Corbicula fluminea (Müller, 1774) is a freshwater bivalve (Mollusca, Corbiculidae), commonly called “Asian Clam”, originating from Southeast Asia (Gomes et al. 2016). It has a yellow–brown globular shell, usually < 30 mm width (Zieritz, 2016), and is both a filter- and pedal-feeder in benthic ecosystems (Hakenkamp et al. 2001). It is considered among the most widespread and hyper-successful invaders in aquatic ecosystems globally due to its highly effective traits including: rapid growth, high fecundity with both sexual and asexual reproduction strategies, high dispersal capacity and its strong association with human activities including aquaculture (Sousa et al. 2008a; Jou and Liao 2006; Ilarri et al. 2011; Verbrugge et al. 2012; Sousa et al. 2014; Laverty et al. 2015).
C. fluminea has been present in Europe (Portugal and France) since at least the early 1980s (Mouthon, 1981, see Sousa et al. 2008a for a complete invasion history). Its invaded geographic area appears to be expanding within regions it has already successfully colonised (e.g., Spain—Zamora-Marín et al. 2018), encompassing wide climatic conditions from semi-arid northern Africa (Morocco, Clavero et al. 2012) to northern Europe (North Russia—Bespalaya et al. 2018), with further expansions predicted due to climate change (Gama et al. 2017).

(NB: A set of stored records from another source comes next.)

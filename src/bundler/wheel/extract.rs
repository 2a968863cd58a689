//! Unpacking wheels into the shared package directory.
//!
//! A wheel is unpacked into a private staging directory first. Payload that
//! the wheel parks under `<name>.data/` (pure and platform library trees, and
//! the `data/Lib/site-packages` layout some third-party builds use) is moved
//! up to the staging root, and what remains is merged into the target with
//! [`merge_dir_into`] semantics.

use crate::bundler::{
    error::{Error, ErrorExt, Result},
    utils::{
        exclude::ExcludeMatcher,
        fs::{copy_file, ensure_dir, merge_dir_into, sorted_entries},
    },
};
use std::{
    fs::File,
    io,
    path::{Path, PathBuf},
};

/// Suffix marking a wheel's data directory.
pub const DATA_SUFFIX: &str = ".data";

/// Prefix prepended to archive member names before exclude matching.
pub const EXCLUDE_PREFIX: &str = "pkgs";

/// Extracts the importable contents of `wheel` into `target_dir`.
///
/// Members matching `exclude` (tested as `pkgs/<member>`) are skipped. The
/// staging directory is removed on every exit path.
///
/// # Errors
///
/// - [`Error::ExtractionEmpty`] if nothing is left to copy after exclusions
/// - [`Error::MergeConflict`] if a file and a directory collide in `target_dir`
pub fn extract_wheel(
    wheel: &Path,
    target_dir: &Path,
    exclude: Option<&ExcludeMatcher>,
) -> Result<()> {
    extract_wheel_in(wheel, target_dir, exclude, &std::env::temp_dir())
}

/// [`extract_wheel`] with the staging directory created under `staging_parent`.
fn extract_wheel_in(
    wheel: &Path,
    target_dir: &Path,
    exclude: Option<&ExcludeMatcher>,
    staging_parent: &Path,
) -> Result<()> {
    let staging = tempfile::Builder::new()
        .prefix("pywinpack-wheel-")
        .tempdir_in(staging_parent)
        .fs_context("creating staging directory", staging_parent)?;

    unpack_archive(wheel, staging.path(), exclude)?;
    lift_data_payload(staging.path())?;

    ensure_dir(target_dir)?;
    let copied = copy_to_target(staging.path(), target_dir)?;
    if copied == 0 {
        return Err(Error::ExtractionEmpty {
            archive: wheel.to_path_buf(),
        });
    }

    log::debug!(
        "Extracted {} top-level entries from {}",
        copied,
        wheel.display()
    );
    Ok(())
}

fn unpack_archive(wheel: &Path, staging: &Path, exclude: Option<&ExcludeMatcher>) -> Result<()> {
    let file = File::open(wheel).fs_context("opening wheel", wheel)?;
    let mut archive = zip::ZipArchive::new(io::BufReader::new(file))?;

    for i in 0..archive.len() {
        let mut member = archive.by_index(i)?;
        let Some(rel_path) = member.enclosed_name() else {
            log::warn!(
                "Skipping unsafe path {:?} in {}",
                member.name(),
                wheel.display()
            );
            continue;
        };

        if let Some(matcher) = exclude {
            if matcher.is_excluded(Path::new(EXCLUDE_PREFIX).join(&rel_path)) {
                log::debug!("Excluding {}", rel_path.display());
                continue;
            }
        }

        let out_path = staging.join(&rel_path);
        if member.is_dir() {
            std::fs::create_dir_all(&out_path).fs_context("creating directory", &out_path)?;
            continue;
        }
        if let Some(parent) = out_path.parent() {
            std::fs::create_dir_all(parent).fs_context("creating directory", parent)?;
        }
        let mut out = File::create(&out_path).fs_context("creating file", &out_path)?;
        io::copy(&mut member, &mut out).fs_context("writing file", &out_path)?;
    }

    Ok(())
}

fn is_data_dir(path: &Path) -> bool {
    path.is_dir()
        && path
            .file_name()
            .is_some_and(|n| n.to_string_lossy().ends_with(DATA_SUFFIX))
}

/// Moves library payload out of `*.data` directories into `staging`.
fn lift_data_payload(staging: &Path) -> Result<()> {
    for entry in sorted_entries(staging)? {
        let data_dir = entry.path();
        if !is_data_dir(&data_dir) {
            continue;
        }

        for lib in ["purelib", "platlib"] {
            let lib_dir = data_dir.join(lib);
            if lib_dir.is_dir() {
                merge_dir_into(&lib_dir, staging)?;
            }
        }

        for site_packages in misplaced_site_packages(&data_dir.join("data"))? {
            merge_dir_into(&site_packages, staging)?;
        }
    }
    Ok(())
}

/// `data/Lib/site-packages` directories, matched case-insensitively.
fn misplaced_site_packages(data: &Path) -> Result<Vec<PathBuf>> {
    let mut found = Vec::new();
    if !data.is_dir() {
        return Ok(found);
    }

    for lib in sorted_entries(data)? {
        if !lib.file_name().eq_ignore_ascii_case("lib") || !lib.path().is_dir() {
            continue;
        }
        for sp in sorted_entries(&lib.path())? {
            if sp.file_name().eq_ignore_ascii_case("site-packages") && sp.path().is_dir() {
                found.push(sp.path());
            }
        }
    }
    Ok(found)
}

/// Copies every non-data top-level staging entry into `target`.
///
/// Returns how many entries were copied.
fn copy_to_target(staging: &Path, target: &Path) -> Result<usize> {
    let mut copied = 0;

    for entry in sorted_entries(staging)? {
        let src = entry.path();
        if src
            .file_name()
            .is_some_and(|n| n.to_string_lossy().ends_with(DATA_SUFFIX))
        {
            continue;
        }

        let dst = target.join(entry.file_name());
        if src.is_dir() {
            if dst.exists() && !dst.is_dir() {
                return Err(Error::MergeConflict {
                    source_path: src,
                    destination: dst,
                });
            }
            ensure_dir(&dst)?;
            merge_dir_into(&src, &dst)?;
        } else {
            if dst.is_dir() {
                return Err(Error::MergeConflict {
                    source_path: src,
                    destination: dst,
                });
            }
            copy_file(&src, &dst)?;
        }
        copied += 1;
    }

    Ok(copied)
}

#[cfg(test)]
mod tests {
    use super::*;
    use std::io::Write;
    use zip::write::SimpleFileOptions;

    fn make_wheel(dir: &Path, name: &str, members: &[(&str, &str)]) -> PathBuf {
        let path = dir.join(name);
        let mut zw = zip::ZipWriter::new(File::create(&path).unwrap());
        for (member, content) in members {
            zw.start_file(*member, SimpleFileOptions::default()).unwrap();
            zw.write_all(content.as_bytes()).unwrap();
        }
        zw.finish().unwrap();
        path
    }

    #[test]
    fn purelib_payload_lands_in_the_package() {
        let work = tempfile::tempdir().unwrap();
        let target = work.path().join("pkgs");
        let wheel = make_wheel(
            work.path(),
            "mypkg-1.0-py3-none-any.whl",
            &[
                ("mypkg/__init__.py", "init"),
                ("mypkg.data/purelib/mypkg/extra.py", "extra"),
                ("mypkg-1.0.dist-info/METADATA", "Name: mypkg"),
            ],
        );

        extract_wheel(&wheel, &target, None).unwrap();

        assert!(target.join("mypkg/__init__.py").is_file());
        assert_eq!(
            std::fs::read_to_string(target.join("mypkg/extra.py")).unwrap(),
            "extra"
        );
        assert!(target.join("mypkg-1.0.dist-info/METADATA").is_file());
        assert!(!target.join("mypkg.data").exists());
    }

    #[test]
    fn platlib_and_site_packages_are_lifted() {
        let work = tempfile::tempdir().unwrap();
        let target = work.path().join("pkgs");
        let wheel = make_wheel(
            work.path(),
            "native-2.0-cp310-cp310-win_amd64.whl",
            &[
                ("native.data/platlib/_native.pyd", "binary"),
                ("native.data/data/LIB/Site-Packages/native_extra/x.py", "x"),
                ("native.data/scripts/tool.py", "script"),
            ],
        );

        extract_wheel(&wheel, &target, None).unwrap();

        assert!(target.join("_native.pyd").is_file());
        assert!(target.join("native_extra/x.py").is_file());
        assert!(!target.join("scripts").exists());
    }

    #[test]
    fn wheels_merge_into_a_shared_directory() {
        let work = tempfile::tempdir().unwrap();
        let target = work.path().join("pkgs");
        let first = make_wheel(
            work.path(),
            "ns_a-1.0-py3-none-any.whl",
            &[("ns/a.py", "a"), ("ns/shared.py", "first")],
        );
        let second = make_wheel(
            work.path(),
            "ns_b-1.0-py3-none-any.whl",
            &[("ns/b.py", "b"), ("ns/shared.py", "second")],
        );

        extract_wheel(&first, &target, None).unwrap();
        extract_wheel(&second, &target, None).unwrap();

        assert!(target.join("ns/a.py").is_file());
        assert!(target.join("ns/b.py").is_file());
        assert_eq!(
            std::fs::read_to_string(target.join("ns/shared.py")).unwrap(),
            "second"
        );
    }

    #[test]
    fn excluding_everything_is_an_empty_extraction() {
        let work = tempfile::tempdir().unwrap();
        let wheel = make_wheel(
            work.path(),
            "tests_only-1.0-py3-none-any.whl",
            &[("tests/test_a.py", "a"), ("tests/test_b.py", "b")],
        );
        let matcher = ExcludeMatcher::new(["pkgs/tests"]).unwrap();

        let err = extract_wheel(&wheel, &work.path().join("pkgs"), Some(&matcher)).unwrap_err();
        assert!(matches!(err, Error::ExtractionEmpty { archive } if archive == wheel));
    }

    #[test]
    fn excluded_members_are_skipped() {
        let work = tempfile::tempdir().unwrap();
        let target = work.path().join("pkgs");
        let wheel = make_wheel(
            work.path(),
            "lib-1.0-py3-none-any.whl",
            &[("lib/core.py", "core"), ("lib/tests/test_core.py", "t")],
        );
        let matcher = ExcludeMatcher::new(["pkgs/lib/tests"]).unwrap();

        extract_wheel(&wheel, &target, Some(&matcher)).unwrap();

        assert!(target.join("lib/core.py").is_file());
        assert!(!target.join("lib/tests").exists());
    }

    #[test]
    fn file_against_existing_directory_conflicts() {
        let work = tempfile::tempdir().unwrap();
        let target = work.path().join("pkgs");
        std::fs::create_dir_all(target.join("clash")).unwrap();
        let wheel = make_wheel(
            work.path(),
            "clash-1.0-py3-none-any.whl",
            &[("clash", "a file")],
        );

        let err = extract_wheel(&wheel, &target, None).unwrap_err();
        assert!(matches!(err, Error::MergeConflict { .. }));
        assert!(target.join("clash").is_dir());
    }

    #[test]
    fn staging_is_removed_when_extraction_fails() {
        let work = tempfile::tempdir().unwrap();
        let staging_parent = work.path().join("staging");
        std::fs::create_dir(&staging_parent).unwrap();
        let target = work.path().join("pkgs");
        std::fs::create_dir_all(target.join("clash")).unwrap();

        let empty = make_wheel(work.path(), "empty-1.0-py3-none-any.whl", &[("tests/t.py", "t")]);
        let matcher = ExcludeMatcher::new(["pkgs/tests"]).unwrap();
        let err = extract_wheel_in(&empty, &target, Some(&matcher), &staging_parent).unwrap_err();
        assert!(matches!(err, Error::ExtractionEmpty { .. }));
        assert_eq!(std::fs::read_dir(&staging_parent).unwrap().count(), 0);

        let clash = make_wheel(work.path(), "clash-1.0-py3-none-any.whl", &[("clash", "file")]);
        let err = extract_wheel_in(&clash, &target, None, &staging_parent).unwrap_err();
        assert!(matches!(err, Error::MergeConflict { .. }));
        assert_eq!(std::fs::read_dir(&staging_parent).unwrap().count(), 0);

        let ok = make_wheel(work.path(), "ok-1.0-py3-none-any.whl", &[("ok/__init__.py", "")]);
        extract_wheel_in(&ok, &target, None, &staging_parent).unwrap();
        assert_eq!(std::fs::read_dir(&staging_parent).unwrap().count(), 0);
    }

    #[test]
    fn corrupt_archive_is_an_error() {
        let work = tempfile::tempdir().unwrap();
        let bogus = work.path().join("bogus-1.0-py3-none-any.whl");
        std::fs::write(&bogus, b"not a zip").unwrap();
        assert!(matches!(
            extract_wheel(&bogus, &work.path().join("pkgs"), None),
            Err(Error::Zip(_))
        ));
    }
}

It is listed among the “worst invaders” within Europe (Nentwig et al. 2018), considered one of the five most important freshwater suspension feeding invaders (Karatayev et al. 2007) and has been identified as a high‐risk aquatic invasive species in Great Britain (Gallardo and Aldridge 2013). The first record of C. fluminea in England was in 1998 (Baker et al. 1999) and it is currently recorded and abundant in several UK rivers (including the River Thames and numerous tributaries, Elliott and zu Ermgassen 2008). Moreover, the extensive navigation network of England allows inter-basin transfers of water, which may facilitate the expansion of its range (Gallardo and Aldridge 2018).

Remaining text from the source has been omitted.